**WHAT IS EXPECTED**
Copy out the full listing that comes next, exactly.

**EXTRACTED MATERIAL**

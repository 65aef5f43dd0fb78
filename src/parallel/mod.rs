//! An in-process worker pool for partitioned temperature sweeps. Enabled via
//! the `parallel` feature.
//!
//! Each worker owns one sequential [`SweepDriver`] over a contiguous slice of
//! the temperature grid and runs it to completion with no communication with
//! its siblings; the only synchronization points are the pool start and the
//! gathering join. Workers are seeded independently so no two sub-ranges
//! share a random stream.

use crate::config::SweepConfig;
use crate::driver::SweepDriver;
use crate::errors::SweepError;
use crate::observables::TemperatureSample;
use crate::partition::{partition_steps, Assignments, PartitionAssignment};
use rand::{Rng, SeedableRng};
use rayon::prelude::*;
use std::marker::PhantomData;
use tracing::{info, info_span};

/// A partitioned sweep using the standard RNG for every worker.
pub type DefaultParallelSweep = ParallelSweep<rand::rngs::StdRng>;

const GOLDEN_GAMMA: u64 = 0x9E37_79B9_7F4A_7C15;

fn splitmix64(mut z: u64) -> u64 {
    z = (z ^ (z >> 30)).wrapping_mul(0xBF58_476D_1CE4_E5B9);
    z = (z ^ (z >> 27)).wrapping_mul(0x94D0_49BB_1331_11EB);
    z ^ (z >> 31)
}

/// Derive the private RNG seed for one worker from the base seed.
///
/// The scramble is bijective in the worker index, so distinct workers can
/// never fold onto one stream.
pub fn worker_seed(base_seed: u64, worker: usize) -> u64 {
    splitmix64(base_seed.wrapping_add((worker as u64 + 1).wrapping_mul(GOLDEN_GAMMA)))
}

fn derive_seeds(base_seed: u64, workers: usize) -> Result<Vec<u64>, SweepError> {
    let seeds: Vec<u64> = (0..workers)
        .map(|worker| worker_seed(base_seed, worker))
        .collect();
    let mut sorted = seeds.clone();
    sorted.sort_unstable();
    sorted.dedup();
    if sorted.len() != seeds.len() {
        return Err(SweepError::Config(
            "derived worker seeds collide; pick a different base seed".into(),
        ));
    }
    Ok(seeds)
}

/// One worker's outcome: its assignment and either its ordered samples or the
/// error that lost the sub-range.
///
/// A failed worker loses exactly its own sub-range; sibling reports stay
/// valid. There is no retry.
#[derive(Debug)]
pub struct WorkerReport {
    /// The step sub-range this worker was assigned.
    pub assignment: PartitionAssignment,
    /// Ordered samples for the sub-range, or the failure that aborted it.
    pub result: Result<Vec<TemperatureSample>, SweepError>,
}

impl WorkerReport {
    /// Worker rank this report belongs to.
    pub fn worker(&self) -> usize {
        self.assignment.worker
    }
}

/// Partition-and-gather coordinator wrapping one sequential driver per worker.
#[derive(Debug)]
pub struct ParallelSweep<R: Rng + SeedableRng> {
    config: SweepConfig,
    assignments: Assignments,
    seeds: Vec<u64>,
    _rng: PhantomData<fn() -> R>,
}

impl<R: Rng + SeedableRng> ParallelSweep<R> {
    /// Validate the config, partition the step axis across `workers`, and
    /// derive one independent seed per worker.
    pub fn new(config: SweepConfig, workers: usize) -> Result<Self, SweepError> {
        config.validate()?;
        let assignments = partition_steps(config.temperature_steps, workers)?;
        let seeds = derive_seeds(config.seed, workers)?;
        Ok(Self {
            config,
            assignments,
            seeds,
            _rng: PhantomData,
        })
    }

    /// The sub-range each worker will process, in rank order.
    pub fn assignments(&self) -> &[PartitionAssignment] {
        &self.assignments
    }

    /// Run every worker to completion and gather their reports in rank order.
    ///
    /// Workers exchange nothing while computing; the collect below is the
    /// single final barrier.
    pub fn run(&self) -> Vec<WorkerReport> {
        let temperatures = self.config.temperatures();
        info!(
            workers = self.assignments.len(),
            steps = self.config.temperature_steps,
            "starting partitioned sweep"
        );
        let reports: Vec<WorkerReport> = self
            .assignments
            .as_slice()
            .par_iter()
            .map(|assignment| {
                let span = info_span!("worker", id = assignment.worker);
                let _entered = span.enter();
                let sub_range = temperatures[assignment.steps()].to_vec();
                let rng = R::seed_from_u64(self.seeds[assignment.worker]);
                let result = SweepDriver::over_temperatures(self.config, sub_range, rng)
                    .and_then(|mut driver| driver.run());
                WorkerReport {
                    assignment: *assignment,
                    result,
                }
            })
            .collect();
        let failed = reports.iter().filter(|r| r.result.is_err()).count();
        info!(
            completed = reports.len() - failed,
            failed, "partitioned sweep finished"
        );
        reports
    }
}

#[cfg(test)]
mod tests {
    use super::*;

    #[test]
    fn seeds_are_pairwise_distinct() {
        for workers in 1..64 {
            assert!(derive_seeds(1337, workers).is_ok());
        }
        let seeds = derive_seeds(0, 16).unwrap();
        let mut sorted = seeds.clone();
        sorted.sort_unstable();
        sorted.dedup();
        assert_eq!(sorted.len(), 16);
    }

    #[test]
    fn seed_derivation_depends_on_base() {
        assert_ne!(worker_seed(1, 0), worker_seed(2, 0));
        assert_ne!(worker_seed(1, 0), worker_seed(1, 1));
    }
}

**SOLUTION FOR THIS TASK**
repository 65aef5f43dd0fb78
filename src/parallel/mod.rs
//! An in-process worker pool for partitioned temperature sweeps. Enabled via
//! the `parallel` feature.
//!
//! Each worker owns one sequential [`SweepDriver`] over a contiguous slice of
//! the temperature grid and runs it to completion with no communication with
//! its siblings; the only synchronization points are the pool start and the
//! gathering join. Workers are seeded independently so no two sub-ranges
//! share a random stream.

use crate::config::SweepConfig;
use crate::driver::SweepDriver;
use crate::errors::SweepError;
use crate::observables::TemperatureSample;
use crate::partition::{partition_steps, Assignments, PartitionAssignment};
use rand::{Rng, SeedableRng};
use rayon::prelude::*;
use std::marker::PhantomData;
use tracing::{info, info_span};

/// A partitioned sweep using the standard RNG for every worker.
pub type DefaultParallelSweep = ParallelSweep<rand::rngs::StdRng>;

const GOLDEN_GAMMA: u64 = 0x9E37_79B9_7F4A_7C15;

fn splitmix64(mut z: u64) -> u64 {
    z = (z ^ (z >> 30)).wrapping_mul(0xBF58_476D_1CE4_E5B9);
    z = (z ^ (z >> 27)).wrapping_mul(0x94D0_49BB_1331_11EB);
    z ^ (z >> 31)
}

/// Derive the private RNG seed for one worker from the base seed.
///
/// The scramble is bijective in the worker index, so distinct workers can
/// never fold onto one stream.
pub fn worker_seed(base_seed: u64, worker: usize) -> u64 {
    splitmix64(base_seed.wrapping_add((worker as u64 + 1).wrapping_mul(GOLDEN_GAMMA)))
}

fn derive_seeds(base_seed: u64, workers: usize) -> Result<Vec<u64>, SweepError> {
    let seeds: Vec<u64> = (0..workers)
        .map(|worker| worker_seed(base_seed, worker))
        .collect();
    let mut sorted = seeds.clone();
    sorted.sort_unstable();
    sorted.dedup();
    if sorted.len() != seeds.len() {
        return Err(SweepError::Config(
            "derived worker seeds collide; pick a different base seed".into(),
        ));
    }
    Ok(seeds)
}

/// One worker's outcome: its assignment and either its ordered samples or the
/// error that lost the sub-range.
///
/// A failed worker loses exactly its own sub-range; sibling reports stay
/// valid. There is no retry.
#[derive(Debug)]
pub struct WorkerReport {
    /// The step sub-range this worker was assigned.
    pub assignment: PartitionAssignment,
    /// Ordered samples for the sub-range, or the failure that aborted it.
    pub result: Result<Vec<TemperatureSample>, SweepError>,
}

impl WorkerReport {
    /// Worker rank this report belongs to.
    pub fn worker(&self) -> usize {
        self.assignment.worker
    }
}

/// Partition-and-gather coordinator wrapping one sequential driver per worker.
#[derive(Debug)]
pub struct ParallelSweep<R: Rng + SeedableRng> {
    config: SweepConfig,
    assignments: Assignments,
    seeds: Vec<u64>,
    _rng: PhantomData<fn() -> R>,
}

impl<R: Rng + SeedableRng> ParallelSweep<R> {
    /// Validate the config, partition the step axis across `workers`, and
    /// derive one independent seed per worker.
    pub fn new(config: SweepConfig, workers: usize) -> Result<Self, SweepError> {
        config.validate()?;
        let assignments = partition_steps(config.temperature_steps, workers)?;
        let seeds = derive_seeds(config.seed, workers)?;
        Ok(Self {
            config,
            assignments,
            seeds,
            _rng: PhantomData,
        })
    }

    /// The sub-range each worker will process, in rank order.
    pub fn assignments(&self) -> &[PartitionAssignment] {
        &self.assignments
    }

    /// Run every worker to completion and gather their reports in rank order.
    ///
    /// Workers exchange nothing while computing; the collect below is the
    /// single final barrier.
    pub fn run(&self) -> Vec<WorkerReport> {
        let temperatures = self.config.temperatures();
        info!(
            workers = self.assignments.len(),
            steps = self.config.temperature_steps,
            "starting partitioned sweep"
        );
        let reports: Vec<WorkerReport> = self
            .assignments
            .as_slice()
            .par_iter()
            .map(|assignment| {
                let span = info_span!("worker", id = assignment.worker);
                let _entered = span.enter();
                let sub_range = temperatures[assignment.steps()].to_vec();
                let rng = R::seed_from_u64(self.seeds[assignment.worker]);
                let result = SweepDriver::over_temperatures(self.config, sub_range, rng)
                    .and_then(|mut driver| driver.run());
                WorkerReport {
                    assignment: *assignment,
                    result,
                }
            })
            .collect();
        let failed = reports.iter().filter(|r| r.result.is_err()).count();
        info!(
            completed = reports.len() - failed,
            failed, "partitioned sweep finished"
        );
        reports
    }
}

#[cfg(test)]
mod tests {
    use super::*;

    #[test]
    fn seeds_are_pairwise_distinct() {
        for workers in 1..64 {
            assert!(derive_seeds(1337, workers).is_ok());
        }
        let seeds = derive_seeds(0, 16).unwrap();
        let mut sorted = seeds.clone();
        sorted.sort_unstable();
        sorted.dedup();
        assert_eq!(sorted.len(), 16);
    }

    #[test]
    fn seed_derivation_depends_on_base() {
        assert_ne!(worker_seed(1, 0), worker_seed(2, 0));
        assert_ne!(worker_seed(1, 0), worker_seed(1, 1));
    }
}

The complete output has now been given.